Segment Open

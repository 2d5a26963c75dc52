// Templated reasoning: one deterministic sentence per recommendation.

use crate::factors::{FactorKind, FactorScores, NEUTRAL_SCORE};
use diamondline_core::grade::Grade;

pub const DEFAULT_SALIENCE: f64 = 75.0;

/// Clause used when a factor reaches the salience threshold. System
/// confidence has its own closing clause and never appears here.
fn salient_clause(kind: FactorKind) -> Option<&'static str> {
    match kind {
        FactorKind::Offensive => Some("a strong offensive profile"),
        FactorKind::Pitching => Some("a favorable pitching matchup"),
        FactorKind::Situational => Some("situational advantages"),
        FactorKind::Momentum => Some("positive team momentum"),
        FactorKind::Market => Some("value against the market price"),
        FactorKind::System => None,
    }
}

/// "a" or "an" for a spoken grade.
pub fn article(grade: Grade) -> &'static str {
    match grade.letter() {
        'A' | 'F' => "an",
        _ => "a",
    }
}

fn join_clauses(clauses: &[&str]) -> String {
    match clauses {
        [] => String::new(),
        [only] => only.to_string(),
        [first, second] => format!("{first} and {second}"),
        [rest @ .., last] => format!("{}, and {}", rest.join(", "), last),
    }
}

/// Build the reasoning sentence. Same inputs, same text.
pub fn generate_reasoning(
    team: &str,
    is_home: bool,
    grade: Grade,
    scores: &FactorScores,
    salience: f64,
) -> String {
    let location = if is_home { "at home" } else { "on the road" };
    let mut text = format!("{team} {location} grades out as {} {grade} pick", article(grade));

    let clauses: Vec<&str> = scores
        .iter()
        .filter(|(_, score)| *score >= salience)
        .filter_map(|(kind, _)| salient_clause(kind))
        .collect();

    if clauses.is_empty() {
        text.push_str(" with no single standout factor.");
    } else {
        text.push_str(&format!(", backed by {}.", join_clauses(&clauses)));
    }

    let system = if scores.system.is_finite() {
        scores.system
    } else {
        NEUTRAL_SCORE
    };
    text.push_str(&format!(" System confidence {}%.", system.round() as i64));
    text
}

#[cfg(test)]
mod tests {
    use super::*;

    fn make_scores(offensive: f64, pitching: f64, market: f64, system: f64) -> FactorScores {
        FactorScores {
            offensive,
            pitching,
            market,
            system,
            ..FactorScores::default()
        }
    }

    #[test]
    fn articles() {
        assert_eq!(article(Grade::APlus), "an");
        assert_eq!(article(Grade::F), "an");
        assert_eq!(article(Grade::BMinus), "a");
        assert_eq!(article(Grade::CPlus), "a");
    }

    #[test]
    fn no_salient_factors() {
        let text = generate_reasoning("Red Sox", false, Grade::B, &FactorScores::default(), 75.0);
        assert_eq!(
            text,
            "Red Sox on the road grades out as a B pick with no single standout factor. \
             System confidence 70%."
        );
    }

    #[test]
    fn salient_factors_in_fixed_order() {
        let scores = make_scores(80.0, 75.0, 90.0, 74.5);
        let text = generate_reasoning("Yankees", true, Grade::APlus, &scores, 75.0);
        assert_eq!(
            text,
            "Yankees at home grades out as an A+ pick, backed by a strong offensive profile, \
             a favorable pitching matchup, and value against the market price. \
             System confidence 75%."
        );
    }

    #[test]
    fn two_clauses_join_with_and() {
        let scores = make_scores(80.0, 60.0, 76.0, 70.0);
        let text = generate_reasoning("Mets", true, Grade::A, &scores, 75.0);
        assert!(text.contains("backed by a strong offensive profile and value against the market price."));
    }

    #[test]
    fn high_system_score_is_not_a_clause() {
        let scores = make_scores(70.0, 70.0, 70.0, 84.0);
        let text = generate_reasoning("Mets", true, Grade::A, &scores, 75.0);
        assert!(text.contains("no single standout factor"));
        assert!(text.ends_with("System confidence 84%."));
    }

    #[test]
    fn threshold_is_configurable_and_deterministic() {
        let scores = make_scores(72.0, 70.0, 70.0, 70.0);
        let low = generate_reasoning("Cubs", false, Grade::C, &scores, 71.0);
        let high = generate_reasoning("Cubs", false, Grade::C, &scores, 75.0);
        assert!(low.contains("strong offensive profile"));
        assert!(!high.contains("strong offensive profile"));
        assert_eq!(low, generate_reasoning("Cubs", false, Grade::C, &scores, 71.0));
    }
}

Segment Closed

_What you need to do:_ Take from the listing above each line that contains the string "false".

_Output below:_
        let text = generate_reasoning("Red Sox", false, Grade::B, &FactorScores::default(), 75.0);
        let low = generate_reasoning("Cubs", false, Grade::C, &scores, 71.0);
        let high = generate_reasoning("Cubs", false, Grade::C, &scores, 75.0);
        assert_eq!(low, generate_reasoning("Cubs", false, Grade::C, &scores, 71.0));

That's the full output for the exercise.